Research question : Does there appear to be a relationship between 2012 U.S. presidential candidates with their financial contributors’ neighborhood?
Candidates for presidential election need donations from contributors to run a campaign.You have seen result of votes for New York and its cities.But state and city are too general to make a conclusion. This research will dive deep into the neighborhood level and analyze whether or not there is a correlation between neighborhood and the candidates.If it’s indeed there’s a correlation, then it will provide meaningful factors for the next U.S. presidential candidates.
This data is collected from Federal Election Commission, http://www.fec.gov/ . This site is official U.S. government, and write detail about 2012 U.S. presidential election.This data has contributors’ identity such as id,name,occupation,city,status, employer, contribution amount, etc.This data can be downloaded at this link.This is a must written survey by all contributors that want to donate for candidates’ campaign.
One contributors can submit more than once. Since I only pay attention to the contributors only, I drop dupplicate the contributors, so the cases are 378562 unique contributors. The variables that will be focused on are contributors’ zipcodes(categorical, various levels) and candidate name(categorical, various levels).
This is observational study. The data is collected from must filled survey by contributors,not computer, as there’s some city that is the same but two different things (“North Hills,” vs “North Hills”). There are total of 2207 cities in dataset as opposed to 62 New York cities the original number.
It can generalized to all New York financial contributions in 2012, but only for those New Yorkers that contribute to presidential election. This data can’t be generalized to others that perhaps have insufficient money to contribute, or other reasons. This can be some extraneous variables that prevent the survey to generalized to New York population. This data is taken just for 2012 New York financial contributions. 2016 presidential election will have different candidates, and hence it will vary greatly.We can’t make a causality based on the fact that this is observational study.
Exploratory data analysis:
Library that I will be using are:
library(ggplot2) library(ggmap) library(zipcode) library(dplyr) data(zipcode)
Here I load the data into dataframe, and filter for just two candidates, Obama and Romney.
df = read.csv("fc2012ny.csv") #Row wise, drop duplicated zip codes. And subsetting for two main candidates, Obama and Romney #Column wise, selecting only two variable required, 3=cand_nm, 7=contbr_zip rb_zip = subset(df[!duplicated('contbr_zip'),c(3,7)], cand_nm == 'Romney, Mitt' | cand_nm == 'Obama, Barack') #Redefined the factor levels to only 2 rb_zip = droplevels(rb_zip)

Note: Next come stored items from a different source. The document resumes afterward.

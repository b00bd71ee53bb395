//! Entry point for the teleprompter.
//!
//! Responsibilities here are intentionally minimal:
//! - Parse command-line arguments.
//! - Load user configuration from `conf/config.toml` (or `--config`).
//! - Launch either the primary window or, when started by the primary with
//!   `--external-display`, the borderless external display.

mod app;
mod config;
mod external;
mod file_io;

use crate::config::{load_config, serialize_config};
use crate::external::DisplayPlacement;
use anyhow::{Context, Result, anyhow};
use std::env;
use std::path::PathBuf;
use std::sync::atomic::{AtomicBool, Ordering};
use tracing::{error, info, warn};
use tracing_subscriber::{EnvFilter, fmt, prelude::*, reload};

type ReloadHandle = reload::Handle<EnvFilter, tracing_subscriber::Registry>;

const DEFAULT_CONFIG_PATH: &str = "conf/config.toml";
pub(crate) const EXTERNAL_DISPLAY_FLAG: &str = "--external-display";

static SIGINT_REQUESTED: AtomicBool = AtomicBool::new(false);

/// Clears and returns the Ctrl+C flag.
pub(crate) fn take_sigint_requested() -> bool {
    SIGINT_REQUESTED.swap(false, Ordering::AcqRel)
}

#[derive(Debug, Clone, PartialEq)]
enum LaunchMode {
    Primary,
    External(DisplayPlacement),
    PrintConfig,
}

#[derive(Debug, Clone, PartialEq)]
struct LaunchArgs {
    config_path: PathBuf,
    mode: LaunchMode,
}

fn main() {
    let reload_handle = init_tracing();
    if let Err(err) = run(&reload_handle) {
        error!("{err:?}");
        std::process::exit(1);
    }
}

fn run(reload_handle: &ReloadHandle) -> Result<()> {
    let args = parse_args(env::args().skip(1))?;
    let config = load_config(&args.config_path);

    if args.mode == LaunchMode::PrintConfig {
        let text = serialize_config(&config).context("Failed to serialize configuration")?;
        println!("{text}");
        return Ok(());
    }

    set_log_level(reload_handle, config.log_level.as_filter_str());
    install_sigint_handler();

    match args.mode {
        LaunchMode::External(placement) => {
            info!(
                x = ?placement.x,
                y = ?placement.y,
                level = %config.log_level,
                "Starting external display"
            );
            app::run_external(config, placement).context("Failed to start the external display")
        }
        _ => {
            info!(
                path = %args.config_path.display(),
                level = %config.log_level,
                speed = config.default_speed,
                "Starting teleprompter"
            );
            app::run_primary(config, args.config_path).context("Failed to start the GUI")
        }
    }
}

fn parse_args(args: impl IntoIterator<Item = String>) -> Result<LaunchArgs> {
    let mut config_path = PathBuf::from(DEFAULT_CONFIG_PATH);
    let mut external = false;
    let mut print_config = false;
    let mut placement = DisplayPlacement::default();

    let mut args = args.into_iter();
    while let Some(arg) = args.next() {
        match arg.as_str() {
            "--config" => {
                let path = args
                    .next()
                    .ok_or_else(|| anyhow!("Usage: prompter [--config <path>]"))?;
                config_path = PathBuf::from(path);
            }
            "--print-default-config" => print_config = true,
            EXTERNAL_DISPLAY_FLAG => external = true,
            "--x" => placement.x = Some(parse_coordinate(&arg, args.next())?),
            "--y" => placement.y = Some(parse_coordinate(&arg, args.next())?),
            "--width" => placement.width = Some(parse_coordinate(&arg, args.next())?),
            "--height" => placement.height = Some(parse_coordinate(&arg, args.next())?),
            other => warn!(arg = other, "Ignoring unknown argument"),
        }
    }

    let mode = if print_config {
        LaunchMode::PrintConfig
    } else if external {
        LaunchMode::External(placement)
    } else {
        LaunchMode::Primary
    };
    Ok(LaunchArgs { config_path, mode })
}

fn parse_coordinate(flag: &str, value: Option<String>) -> Result<f32> {
    let value = value.ok_or_else(|| anyhow!("Missing value for {flag}"))?;
    let parsed: f32 = value
        .parse()
        .with_context(|| format!("Invalid value for {flag}: {value}"))?;
    if !parsed.is_finite() {
        return Err(anyhow!("Invalid value for {flag}: {value}"));
    }
    Ok(parsed)
}

fn install_sigint_handler() {
    if let Err(err) = ctrlc::set_handler(|| SIGINT_REQUESTED.store(true, Ordering::Release)) {
        warn!("Failed to install Ctrl+C handler: {err}");
    }
}

fn init_tracing() -> ReloadHandle {
    let env_filter = EnvFilter::try_from_default_env().unwrap_or_else(|_| EnvFilter::new("debug"));
    let (filter_layer, handle) = reload::Layer::new(env_filter);
    tracing_subscriber::registry()
        .with(
            fmt::layer()
                .with_target(true)
                .with_file(true)
                .with_line_number(true)
                .with_filter(filter_layer),
        )
        .init();
    warn!("Logging initialized; override level with config.log_level or RUST_LOG");
    handle
}

fn set_log_level(handle: &ReloadHandle, level: &str) {
    if env::var_os("RUST_LOG").is_some() {
        info!(%level, "RUST_LOG is set; keeping environment filter");
        return;
    }
    let parsed = EnvFilter::builder()
        .parse(level)
        .unwrap_or_else(|_| EnvFilter::new("debug"));
    if let Err(err) = handle.modify(|filter| *filter = parsed) {
        warn!(%level, "Failed to update log level from config: {err}");
    } else {
        info!(%level, "Applied log level from config");
    }
}

#[cfg(test)]
mod tests {
    use super::*;

    fn args(raw: &[&str]) -> Vec<String> {
        raw.iter().map(|arg| arg.to_string()).collect()
    }

    #[test]
    fn no_arguments_launch_the_primary_window() {
        let parsed = parse_args(args(&[])).expect("empty args");
        assert_eq!(parsed.mode, LaunchMode::Primary);
        assert_eq!(parsed.config_path, PathBuf::from(DEFAULT_CONFIG_PATH));
    }

    #[test]
    fn external_display_flag_carries_placement() {
        let parsed = parse_args(args(&[
            "--config",
            "alt.toml",
            "--external-display",
            "--x",
            "1920",
            "--y",
            "0",
        ]))
        .expect("external args");

        assert_eq!(parsed.config_path, PathBuf::from("alt.toml"));
        assert_eq!(
            parsed.mode,
            LaunchMode::External(DisplayPlacement {
                x: Some(1920.0),
                y: Some(0.0),
                width: None,
                height: None,
            })
        );
    }

    #[test]
    fn bad_coordinates_are_rejected() {
        assert!(parse_args(args(&["--external-display", "--x", "left"])).is_err());
        assert!(parse_args(args(&["--external-display", "--y"])).is_err());
        assert!(parse_args(args(&["--config"])).is_err());
    }
}
use serde::{Deserialize, Serialize};

pub type ScriptId = String;

/// Slowest and fastest playback speed multipliers.
pub const MIN_SPEED: f32 = 0.5;
pub const MAX_SPEED: f32 = 10.0;
pub const SPEED_STEP: f32 = 0.5;
pub const DEFAULT_SPEED: f32 = 2.0;

pub const MIN_FONT_SIZE: u32 = 24;
pub const MAX_FONT_SIZE: u32 = 96;
pub const FONT_SIZE_STEP: u32 = 4;
pub const MIN_CUE_POSITION: u8 = 10;
pub const MAX_CUE_POSITION: u8 = 80;
pub const MIN_CUE_OPACITY: u8 = 20;
pub const MAX_CUE_OPACITY: u8 = 100;
pub const MIN_CUE_THICKNESS: u8 = 1;
pub const MAX_CUE_THICKNESS: u8 = 6;

pub const DEFAULT_SCRIPT_ID: &str = "1";
pub const SYNCED_SCRIPT_NAME: &str = "Synced Script";

const WELCOME_SCRIPT: &str = "Welcome to the teleprompter!

This is your reading surface.

>>>

SECTION 1: EXTERNAL DISPLAY

Drive a dedicated HDMI monitor from here.
1. Press X or use the external display button.
2. The borderless window opens on the configured monitor.

The text stays in sync with this window.

>>>

SECTION 2: EDITOR

Press E to open the editor.

Changes are saved automatically after a short pause.

>>>

SECTION 3: BASIC CONTROLS

Space: start or pause scrolling.
Up and Down arrows: adjust speed.
Mouse wheel: move the text back and forth.

>>>

SECTION 4: CUE POINTS

The marker lines between sections are cue points.
They split your text into chapters.

Use Page Up and Page Down to jump between them.

Have a good take!";

/// A named block of script text.
#[derive(Debug, Clone, PartialEq, Serialize, Deserialize)]
pub struct Script {
    pub id: ScriptId,
    pub name: String,
    pub content: String,
    pub created_at_ms: u64,
}

impl Script {
    pub fn welcome(created_at_ms: u64) -> Self {
        Self {
            id: DEFAULT_SCRIPT_ID.to_string(),
            name: "Welcome".to_string(),
            content: WELCOME_SCRIPT.to_string(),
            created_at_ms,
        }
    }
}

#[derive(Debug, Clone, Copy, PartialEq, Eq, Serialize, Deserialize)]
#[serde(rename_all = "snake_case")]
pub enum CueDirection {
    Next,
    Prev,
}

/// One-shot navigation request. `request_id` is the de-duplication key.
#[derive(Debug, Clone, Copy, PartialEq, Eq, Serialize, Deserialize)]
pub struct CueAction {
    pub direction: CueDirection,
    pub request_id: u64,
}

#[derive(Debug, Clone, PartialEq, Serialize, Deserialize)]
pub struct PlaybackState {
    pub is_playing: bool,
    pub speed: f32,
    pub scroll_position: f32,
    pub elapsed_time: u64,
    #[serde(default)]
    pub cue_action: Option<CueAction>,
}

impl Default for PlaybackState {
    fn default() -> Self {
        Self {
            is_playing: false,
            speed: DEFAULT_SPEED,
            scroll_position: 0.0,
            elapsed_time: 0,
            cue_action: None,
        }
    }
}

impl PlaybackState {
    pub fn clamp_speed(speed: f32) -> f32 {
        if speed.is_finite() {
            speed.clamp(MIN_SPEED, MAX_SPEED)
        } else {
            DEFAULT_SPEED
        }
    }

    pub fn clamp_scroll(position: f32) -> f32 {
        if position.is_finite() {
            position.max(0.0)
        } else {
            0.0
        }
    }

    /// `mm:ss` label for the elapsed timer.
    pub fn elapsed_label(&self) -> String {
        let minutes = self.elapsed_time / 60;
        let seconds = self.elapsed_time % 60;
        format!("{minutes:02}:{seconds:02}")
    }
}

/// Shape of the reading-line indicator.
#[derive(Debug, Clone, Copy, PartialEq, Eq, Serialize, Deserialize, Default)]
#[serde(rename_all = "kebab-case")]
pub enum CueStyle {
    ArrowLeft,
    ArrowLeftLine,
    #[default]
    Full,
    LineArrowRight,
    ArrowRight,
    ArrowsOnly,
    LineOnly,
}

impl CueStyle {
    pub const ALL: [CueStyle; 7] = [
        CueStyle::ArrowLeft,
        CueStyle::ArrowLeftLine,
        CueStyle::Full,
        CueStyle::LineArrowRight,
        CueStyle::ArrowRight,
        CueStyle::ArrowsOnly,
        CueStyle::LineOnly,
    ];

    pub fn has_left_arrow(self) -> bool {
        matches!(
            self,
            CueStyle::ArrowLeft | CueStyle::ArrowLeftLine | CueStyle::Full | CueStyle::ArrowsOnly
        )
    }

    pub fn has_right_arrow(self) -> bool {
        matches!(
            self,
            CueStyle::Full | CueStyle::LineArrowRight | CueStyle::ArrowRight | CueStyle::ArrowsOnly
        )
    }

    pub fn has_line(self) -> bool {
        matches!(
            self,
            CueStyle::ArrowLeftLine | CueStyle::Full | CueStyle::LineArrowRight | CueStyle::LineOnly
        )
    }
}

impl std::fmt::Display for CueStyle {
    fn fmt(&self, f: &mut std::fmt::Formatter<'_>) -> std::fmt::Result {
        let label = match self {
            CueStyle::ArrowLeft => "Left arrow",
            CueStyle::ArrowLeftLine => "Left arrow + line",
            CueStyle::Full => "Arrows + line",
            CueStyle::LineArrowRight => "Line + right arrow",
            CueStyle::ArrowRight => "Right arrow",
            CueStyle::ArrowsOnly => "Arrows only",
            CueStyle::LineOnly => "Line only",
        };
        write!(f, "{}", label)
    }
}

/// Appearance and reading-line configuration, replicated wholesale.
#[derive(Debug, Clone, PartialEq, Serialize, Deserialize)]
pub struct AppSettings {
    pub font_size: u32,
    pub mirrored: bool,
    pub cue_enabled: bool,
    pub cue_style: CueStyle,
    /// Percent from the top of the viewport.
    pub cue_position: u8,
    pub cue_color: String,
    pub cue_opacity: u8,
    pub cue_thickness: u8,
    pub sidebar_collapsed: bool,
}

impl Default for AppSettings {
    fn default() -> Self {
        Self {
            font_size: 48,
            mirrored: false,
            cue_enabled: true,
            cue_style: CueStyle::Full,
            cue_position: 38,
            cue_color: "#30d158".to_string(),
            cue_opacity: 100,
            cue_thickness: 2,
            sidebar_collapsed: false,
        }
    }
}

impl AppSettings {
    /// Force every field into its accepted range.
    pub fn clamped(mut self) -> Self {
        self.font_size = self.font_size.clamp(MIN_FONT_SIZE, MAX_FONT_SIZE);
        self.cue_position = self.cue_position.clamp(MIN_CUE_POSITION, MAX_CUE_POSITION);
        self.cue_opacity = self.cue_opacity.clamp(MIN_CUE_OPACITY, MAX_CUE_OPACITY);
        self.cue_thickness = self.cue_thickness.clamp(MIN_CUE_THICKNESS, MAX_CUE_THICKNESS);
        if parse_hex_color(&self.cue_color).is_none() {
            self.cue_color = AppSettings::default().cue_color;
        }
        self
    }

    pub fn cue_rgb(&self) -> [u8; 3] {
        parse_hex_color(&self.cue_color).unwrap_or([0x30, 0xd1, 0x58])
    }
}

/// Parse `#rrggbb` (or `rrggbb`) into components.
pub fn parse_hex_color(raw: &str) -> Option<[u8; 3]> {
    let hex = raw.trim().trim_start_matches('#');
    if hex.len() != 6 || !hex.chars().all(|c| c.is_ascii_hexdigit()) {
        return None;
    }
    let channel = |range: std::ops::Range<usize>| u8::from_str_radix(&hex[range], 16).ok();
    Some([channel(0..2)?, channel(2..4)?, channel(4..6)?])
}

#[cfg(test)]
mod tests {
    use super::*;

    #[test]
    fn parses_hex_colors_with_and_without_hash() {
        assert_eq!(parse_hex_color("#30d158"), Some([0x30, 0xd1, 0x58]));
        assert_eq!(parse_hex_color("FFFFFF"), Some([255, 255, 255]));
        assert_eq!(parse_hex_color("#fff"), None);
        assert_eq!(parse_hex_color("#zzzzzz"), None);
    }

    #[test]
    fn clamped_settings_respect_ranges() {
        let settings = AppSettings {
            font_size: 400,
            cue_position: 0,
            cue_opacity: 5,
            cue_thickness: 40,
            cue_color: "green".to_string(),
            ..AppSettings::default()
        }
        .clamped();

        assert_eq!(settings.font_size, MAX_FONT_SIZE);
        assert_eq!(settings.cue_position, MIN_CUE_POSITION);
        assert_eq!(settings.cue_opacity, MIN_CUE_OPACITY);
        assert_eq!(settings.cue_thickness, MAX_CUE_THICKNESS);
        assert_eq!(settings.cue_color, "#30d158");
    }

    #[test]
    fn elapsed_label_pads_minutes_and_seconds() {
        let playback = PlaybackState {
            elapsed_time: 125,
            ..PlaybackState::default()
        };
        assert_eq!(playback.elapsed_label(), "02:05");
    }

    #[test]
    fn welcome_script_carries_cue_markers() {
        let script = Script::welcome(0);
        assert_eq!(script.id, DEFAULT_SCRIPT_ID);
        assert_eq!(script.content.matches(">>>").count(), 4);
    }
}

This plot will show how many contributors for Obama and Romney.
#Plotting by ggplot ggplot(rb_zip,aes(x=cand_nm)) + geom_bar() + xlab('Candidate names')+ ylab('Number of contributors')+ ggtitle('Contributors for candidates presidential election 2012')+ ggsave('plot.jpg',limitsize = T)
Even when we’re doing bar chart, We can see that Obama has almost 10 times contributors than Romney’s. You can see that with this many contributors, Obama has more freedom to run his campaign compared to Romney.Below is the contigency table of zipcode financial contributors for Obama and Romney,
## ## Obama, Barack Romney, Mitt ## 338450 40112
To help me with the analysis, I use the cool zipcode package library from Jeffrey Breen. I extract the latitude, longitude and city (I did not use city in the df dataset, because it need some wrangling.) Since some of the people only fill 5 prefix zipcodes, I convert all of them into 5 prefix zipcodes. Then I use color to differentiate both candidates. Below I use another awesome plot package, ggmap by David Kahle and Hadley Wickham.
#Clean and join the zipcode data, by Jeffrey Breen, author of R zipcode package. rb_zip$contbr_zip = clean.zipcodes(rb_zip$contbr_zip) zip_map= merge(rb_zip, zipcode, by.x = 'contbr_zip', by.y = 'zip') #Draw original map of new york map = get_map(location="ny",zoom=6,source="stamen") #Plot the point ggmap(map)+ geom_point(data=zip_map, aes(x=longitude,y=latitude,colour=cand_nm))